Open Access
Functional genomic landscape of cancer-intrinsic evasion of killing by T cells
Author(s) -
Keith A. Lawson,
Cristovão M. Sousa,
Xiaoyu Zhang,
Eiru Kim,
Rummy Akthar,
Joseph J. Caumanns,
Yuxi Yao,
Nicholas Mikolajewicz,
Catherine Ross,
Kevin Brown,
Abdelrahman Abou Zid,
Zi Peng Fan,
Shirley Hui,
Jordan A. Krall,
Donald M. Simons,
Chloe J. Slater,
Victor De Jesus,
Lujia Tang,
Richa Singh,
Joshua E. Goldford,
Sarah Martin,
Qian Huang,
Elizabeth Francis,
Andrea Habsid,
Ryan Climie,
David Tieu,
Jiarun Wei,
Ren Li,
Amy H.Y. Tong,
Michael Aregger,
Katherine Chan,
Hong Han,
Xiaowei Wang,
Patricia Mero,
John H. Brumell,
Antonio Finelli,
Laurie Ailles,
Gary D. Bader,
Gromoslaw A. Smolen,
Gillian A. Kingsbury,
Traver Hart,
Charles Kung,
Jason Moffat
Publication year - 2020
Publication title -
nature
Language(s) - English
Resource type - Journals
SCImago Journal Rank - 15.993
H-Index - 1226
eISSN - 1476-4687
pISSN - 0028-0836
DOI - 10.1038/s41586-020-2746-2
Subject(s) - biology , interferon , cytotoxic t cell , ctl* , cancer cell , gene , cancer , gene knockout , genetics , cancer research , computational biology , microbiology and biotechnology , in vitro
The genetic circuits that allow cancer cells to evade destruction by the host immune system remain poorly understood 1-3 . Here, to identify a phenotypically robust core set of genes and pathways that enable cancer cells to evade killing mediated by cytotoxic T lymphocytes (CTLs), we performed genome-wide CRISPR screens across a panel of genetically diverse mouse cancer cell lines that were cultured in the presence of CTLs.
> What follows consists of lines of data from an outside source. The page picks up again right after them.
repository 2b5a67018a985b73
//! Database row types — these map directly to SQLite rows.
//! Distinct from the skillmatch-types API models to keep the DB layer
//! independent.

use chrono::{DateTime, NaiveDateTime, Utc};

pub struct UserRow {
    pub id: String,
    pub email: String,
    pub password: String,
    pub created_at: String,
}

pub struct ProfileRow {
    pub id: String,
    pub full_name: String,
    pub bio: String,
    pub year: String,
    pub major: String,
}

pub struct SkillRow {
    pub id: String,
    pub name: String,
}

pub struct UserSkillRow {
    pub id: String,
    pub user_id: String,
    pub skill_id: String,
    pub skill_name: String,
    pub proficiency: String,
}

pub struct BadgeRow {
    pub id: String,
    pub name: String,
    pub description: String,
    pub icon: String,
}

pub struct UserBadgeRow {
    pub id: String,
    pub user_id: String,
    pub badge_id: String,
    pub name: String,
    pub description: String,
    pub icon: String,
    pub earned_at: String,
}

pub struct ProjectRow {
    pub id: String,
    pub creator_id: String,
    pub title: String,
    pub description: String,
    pub max_members: i64,
    pub status: String,
    pub created_at: String,
    /// Derived by aggregation at query time, never stored.
    pub member_count: i64,
}

pub struct ProjectSkillRow {
    pub project_id: String,
    pub skill_id: String,
    pub skill_name: String,
}

pub struct PitchRow {
    pub id: String,
    pub creator_id: String,
    pub title: String,
    pub description: String,
    /// JSON array of skill ids.
    pub required_skills: String,
    pub status: String,
    pub revealed_at: Option<String>,
    pub created_at: String,
}

pub struct PitchInterestRow {
    pub id: String,
    pub pitch_id: String,
    pub user_id: String,
    pub message: String,
    pub created_at: String,
}

pub struct MessageRow {
    pub id: String,
    pub sender_id: String,
    pub recipient_id: String,
    pub content: String,
    pub read: bool,
    pub created_at: String,
}

pub struct ConversationPartnerRow {
    pub partner: ProfileRow,
    pub unread: i64,
}

/// SQLite stores timestamps as "YYYY-MM-DD HH:MM:SS" without timezone.
/// Parse as naive UTC and convert, falling back to RFC 3339 for values
/// written by external tooling.
pub fn parse_timestamp(s: &str) -> DateTime<Utc> {
    NaiveDateTime::parse_from_str(s, "%Y-%m-%d %H:%M:%S")
        .map(|ndt| ndt.and_utc())
        .or_else(|_| s.parse::<DateTime<Utc>>())
        .unwrap_or_else(|e| {
            tracing::warn!("Corrupt timestamp '{}': {}", s, e);
            DateTime::default()
        })
}

#[cfg(test)]
mod tests {
    use super::*;

    #[test]
    fn parses_sqlite_and_rfc3339_timestamps() {
        let t = parse_timestamp("2026-08-23 10:30:00");
        assert_eq!(t.to_rfc3339(), "2026-08-23T10:30:00+00:00");

        let t = parse_timestamp("2026-08-23T10:30:00Z");
        assert_eq!(t.to_rfc3339(), "2026-08-23T10:30:00+00:00");
    }
}
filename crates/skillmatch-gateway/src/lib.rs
pub mod connection;
pub mod dispatcher;
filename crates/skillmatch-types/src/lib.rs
pub mod api;
pub mod events;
We identify a core set of 182 genes across these mouse cancer models, the individual perturbation of which increases either the sensitivity or the resistance of cancer cells to CTL-mediated toxicity. Systematic exploration of our dataset using genetic co-similarity reveals the hierarchical and coordinated manner in which genes and pathways act in cancer cells to orchestrate their evasion of CTLs, and shows that discrete functional modules that control the interferon response and tumour necrosis factor (TNF)-induced cytotoxicity are dominant sub-phenotypes. Our data establish a central role for genes that were previously identified as negative regulators of the type-II interferon response (for example, Ptpn2, Socs1 and Adar1) in mediating CTL evasion, and show that the lipid-droplet-related gene Fitm2 is required for maintaining cell fitness after exposure to interferon-γ (IFNγ). In addition, we identify the autophagy pathway as a conserved mediator of the evasion of CTLs by cancer cells, and show that this pathway is required to resist cytotoxicity induced by the cytokines IFNγ and TNF. Through the mapping of cytokine- and CTL-based genetic interactions, together with in vivo CRISPR screens, we show how the pleiotropic effects of autophagy control cancer-cell-intrinsic evasion of killing by CTLs and we highlight the importance of these effects within the tumour microenvironment. Collectively, these data expand our knowledge of the genetic circuits that are involved in the evasion of the immune system by cancer cells, and highlight genetic interactions that contribute to phenotypes associated with escape from killing by CTLs.